DIRECTIONS FOR THIS TASK: From the entries below, please gather each line containing the string "SocketAddr".

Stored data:
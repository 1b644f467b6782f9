use std::sync::Arc;

use axum::{
    extract::{DefaultBodyLimit, Extension},
    response::IntoResponse,
    routing::get,
    Router,
};

use crate::handlers::{events, jobs};
use crate::state::AppState;

// Job payloads are small JSON documents; anything larger is a client bug.
const DEFAULT_BODY_LIMIT: usize = 1024 * 1024;

/// Build the primary axum router with the provided shared application state.
pub fn build_router(state: Arc<AppState>) -> Router {
    let api = Router::new()
        .route(
            "/jobs",
            axum::routing::post(jobs::create::create)
                .get(jobs::list::list)
                .delete(jobs::clear::clear),
        )
        .route("/jobs/stats", get(jobs::stats::stats))
        .route("/jobs/events", get(events::stream::stream))
        .route("/jobs/{id}", get(jobs::get::get_job))
        .route("/health", get(health_handler))
        .route("/ready", get(ready_handler))
        .layer(DefaultBodyLimit::max(DEFAULT_BODY_LIMIT))
        .layer(Extension(state));

    Router::new().nest("/api", api)
}

async fn health_handler() -> impl IntoResponse {
    // Liveness: always return 200 OK when process is alive.
    (axum::http::StatusCode::OK, "OK")
}

async fn ready_handler(
    Extension(state): Extension<Arc<AppState>>,
) -> impl IntoResponse {
    // Readiness: the service is useful once the worker is consuming.
    if state.job_queue.stats().await.worker_running {
        (axum::http::StatusCode::OK, "OK")
    } else {
        (axum::http::StatusCode::SERVICE_UNAVAILABLE, "worker not running")
    }
}
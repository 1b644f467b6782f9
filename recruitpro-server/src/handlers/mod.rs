pub mod events;
pub mod jobs;

pub mod utils;
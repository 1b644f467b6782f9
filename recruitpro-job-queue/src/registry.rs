//! Typed registry mapping job type names to executors.

use std::collections::HashMap;
use std::fmt;
use std::sync::Arc;

use tokio::sync::RwLock;
use tracing::debug;

use crate::executor::JobExecutor;

/// The dispatch table: job type name to executor.
///
/// Registration is last-wins: registering a second executor under the
/// same job type silently replaces the first. That is intentional and
/// supports reloading implementations during development.
#[derive(Clone, Default)]
pub struct ExecutorRegistry {
    inner: Arc<RwLock<HashMap<String, Arc<dyn JobExecutor>>>>,
}

impl fmt::Debug for ExecutorRegistry {
    fn fmt(&self, f: &mut fmt::Formatter<'_>) -> fmt::Result {
        f.debug_struct("ExecutorRegistry")
            .field("inner", &"<RwLock<HashMap<String, Arc<dyn JobExecutor>>>>")
            .finish()
    }
}

impl ExecutorRegistry {
    pub fn new() -> Self {
        Self::default()
    }

    /// Register an executor under its job type, replacing any previous one.
    pub async fn register<E: JobExecutor + 'static>(&self, executor: E) {
        let job_type = executor.job_type().to_owned();
        let mut map = self.inner.write().await;
        if map.insert(job_type.clone(), Arc::new(executor)).is_some() {
            debug!(%job_type, "replacing previously registered executor");
        }
    }

    /// Look up the executor for a job type. Lookups happen at dispatch
    /// time; a miss is a counted dispatch failure, not a panic.
    pub async fn get(&self, job_type: &str) -> Option<Arc<dyn JobExecutor>> {
        let map = self.inner.read().await;
        map.get(job_type).cloned()
    }

    /// Names of all registered job types, sorted for stable output.
    pub async fn job_types(&self) -> Vec<String> {
        let map = self.inner.read().await;
        let mut names: Vec<String> = map.keys().cloned().collect();
        names.sort();
        names
    }
}
use std::convert::Infallible;
use std::sync::Arc;

use axum::extract::Extension;
use axum::response::sse::{Event, KeepAlive, Sse};
use futures_util::Stream;
use tokio_stream::wrappers::BroadcastStream;
use tokio_stream::StreamExt;

use crate::state::AppState;

/// GET /api/jobs/events
/// Server-sent events for terminal job states.
///
/// Delivery is at-most-once to clients connected when the event fires;
/// there is no replay for late subscribers. Clients that need reliable
/// outcomes poll the job record endpoints instead.
pub async fn stream(
    Extension(state): Extension<Arc<AppState>>,
) -> Sse<impl Stream<Item = Result<Event, Infallible>>> {
    let receiver = state.notifier.subscribe();
    let stream = BroadcastStream::new(receiver).filter_map(|message| match message {
        Ok(event) => Event::default().event("job").json_data(&event).ok().map(Ok),
        // A lagged receiver missed events; the client recovers by polling.
        Err(_) => None,
    });

    Sse::new(stream).keep_alive(KeepAlive::default())
}
use std::net::{IpAddr, Ipv6Addr, SocketAddr};

use recruitpro_db::DbConnectionConfig;

/// Build database connection config from application config.
pub fn database_config_from_config(cfg: &recruitpro_config::Config) -> DbConnectionConfig {
    if let Some(path) = &cfg.database.path {
        return DbConnectionConfig::new(path);
    }
    match DbConnectionConfig::from_env("RECRUITPRO") {
        Ok(config) => config,
        Err(error) => {
            tracing::warn!(%error, "falling back to in-memory sqlite database");
            DbConnectionConfig::new("sqlite::memory:")
        }
    }
}

/// Parse host:port into a SocketAddr, with fallback to 0.0.0.0.
pub fn parse_bind_address(host: &str, port: u16) -> SocketAddr {
    host.parse::<IpAddr>()
        .map(|ip| SocketAddr::new(ip, port))
        .or_else(|_| host.parse::<SocketAddr>())
        .or_else(|_| {
            host.parse::<Ipv6Addr>()
                .map(|ip| SocketAddr::new(IpAddr::V6(ip), port))
        })
        .unwrap_or_else(|_| SocketAddr::from(([0, 0, 0, 0], port)))
}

REPLY TO THE EXERCISE:
use std::net::{IpAddr, Ipv6Addr, SocketAddr};
/// Parse host:port into a SocketAddr, with fallback to 0.0.0.0.
pub fn parse_bind_address(host: &str, port: u16) -> SocketAddr {
        .map(|ip| SocketAddr::new(ip, port))
        .or_else(|_| host.parse::<SocketAddr>())
                .map(|ip| SocketAddr::new(IpAddr::V6(ip), port))
        .unwrap_or_else(|_| SocketAddr::from(([0, 0, 0, 0], port)))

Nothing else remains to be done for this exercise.